History of the U.S. Debt and Deficit

There is no debate when it comes to the world's wealthiest and economically most powerful country. The United States, despite its rough patches, has the largest influence on the world's economy since the beginning. With great power and fame comes great responsibility. Managing the country's finances is no easy task. Some major factors that influence our country's expenses and investing are Presidents, deficit spending, unemployment and times of war. This paper will take a detailed look into these economic factors.

Since the inception of the United States, our country has always had a national debt. The primary cause of this debt over the years has been a result of America's involvement in multiple wars. Not all necessary, but The United States had to pay for whatever battle we embarked in somehow. These wars started off relatively cheap to fund. However, the amount has severely changed over the years.

For instance, during the American Revolutionary War, the Public Debt of the United States amounted to over seventy-five million dollars by 1971. Over the next sixty years, the United States was able to diminish the amount of debt to roughly zero. As would have it, that wouldn't last for long. Thirty years later, The American Civil War was upon us. By the end of this particular war, the national debt had jumped to over two billion dollars in only a few years.

As the years went on, the debt again grew with the countries involvement in World War I. In fact, the public debt grew to over twenty-two billion dollars by the turn of the century.
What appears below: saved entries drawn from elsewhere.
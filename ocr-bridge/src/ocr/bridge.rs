use chrono::Utc;
use tracing::{error, info, warn, Level};

use crate::config::OcrConfig;
use crate::error::{BridgeError, Result};
use crate::models::{AnalysisResult, NoteImageId};

use super::api::{flatten_text, ClovaOcrClient, OcrApiRequest, OcrApiResponse};
use super::format::guess_format;

/// Image name sent upstream when the caller gave none.
pub const DEFAULT_IMAGE_NAME: &str = "image";

enum OcrBackend {
    Api { client: ClovaOcrClient },
    Unavailable { reason: String },
}

/// Runs one image through the OCR provider and folds every outcome into an
/// [`AnalysisResult`].
pub struct OcrBridge {
    backend: OcrBackend,
}

pub fn no_text_message(note_image_id: &NoteImageId) -> String {
    format!("noteImageId:{note_image_id}에서 텍스트를 감지하지 못했습니다.")
}

/// Provider rejections are expected outcomes; everything else is an outage.
fn failure_level(err: &BridgeError) -> Level {
    match err {
        BridgeError::Upstream(_) => Level::WARN,
        _ => Level::ERROR,
    }
}

impl OcrBridge {
    pub fn new(config: &OcrConfig) -> Self {
        let backend = match ClovaOcrClient::new(config) {
            Ok(client) => {
                info!(api_url = client.api_url(), "OCR API backend initialized");
                OcrBackend::Api { client }
            }
            Err(e) => {
                let reason = match e {
                    BridgeError::Configuration(reason) => reason,
                    other => other.to_string(),
                };
                warn!("OCR backend unavailable: {}", reason);
                OcrBackend::Unavailable { reason }
            }
        };

        Self { backend }
    }

    pub fn is_available(&self) -> bool {
        !matches!(self.backend, OcrBackend::Unavailable { .. })
    }

    /// Never fails: transport, provider and configuration failures all come
    /// back as an error-shaped result.
    pub async fn analyze(
        &self,
        image_base64: &str,
        file_name: Option<&str>,
        note_image_id: &NoteImageId,
    ) -> AnalysisResult {
        match self.try_analyze(image_base64, file_name, note_image_id).await {
            Ok(result) => result,
            Err(e) => {
                if failure_level(&e) == Level::WARN {
                    warn!(
                        note_image_id = %note_image_id,
                        error = %e,
                        "OCR provider rejected the request"
                    );
                } else {
                    error!(note_image_id = %note_image_id, error = %e, "Analysis failed");
                }
                AnalysisResult::failed(note_image_id.clone(), e.to_string())
            }
        }
    }

    async fn try_analyze(
        &self,
        image_base64: &str,
        file_name: Option<&str>,
        note_image_id: &NoteImageId,
    ) -> Result<AnalysisResult> {
        let timestamp = Utc::now().timestamp_millis();
        let guess = guess_format(image_base64);

        info!(
            note_image_id = %note_image_id,
            file_name = file_name.unwrap_or_default(),
            format = %guess.format,
            defaulted = guess.defaulted,
            "Starting analysis"
        );

        let client = match &self.backend {
            OcrBackend::Api { client } => client,
            OcrBackend::Unavailable { reason } => {
                return Err(BridgeError::Configuration(reason.clone()))
            }
        };

        let name = file_name
            .filter(|name| !name.is_empty())
            .unwrap_or(DEFAULT_IMAGE_NAME);
        let request = OcrApiRequest::single_image(
            note_image_id.to_string(),
            timestamp,
            guess.format,
            name.to_string(),
            image_base64,
        );

        match client.recognize(&request).await? {
            OcrApiResponse::Rejected { message } => Err(BridgeError::Upstream(message)),
            OcrApiResponse::Recognized { images } => {
                let recognized = flatten_text(&images);
                if recognized.is_empty() {
                    info!(note_image_id = %note_image_id, "No text detected");
                    Ok(AnalysisResult::recognized(
                        note_image_id.clone(),
                        no_text_message(note_image_id),
                    ))
                } else {
                    Ok(AnalysisResult::recognized(note_image_id.clone(), recognized))
                }
            }
        }
    }
}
World War I was responsible for growing the debt twenty billion dollars in as many years. Looking back, this is a rather small number now but at the time it was ten times larger than the nation's debt had ever reached.

With the nation preparing for involvement in what would be known as World War II, the national debt was about to sky-rocket. Again, it only took roughly twenty years for the national debt to increase from twenty two billion to a staggering two hundred and sixty billion dollars by 1945. A jump like this had never been seen before.

Looking at the history of U.S. wars, one thing is constant. As the years, decades, and centuries turn, the price for financing involvement in war has inflated drastically. For example, our efforts in Afghanistan cost the United States two billion dollars a week. The American Revolutionary War in its entirety cost half as much as one week fighting in Afghanistan currently cost the United States. For the most part, history shows that war is expensive and grows the national debt. But, there was one particular time in our history where having our boy's on the battlefield positively influenced our economy in a way we have never seen before.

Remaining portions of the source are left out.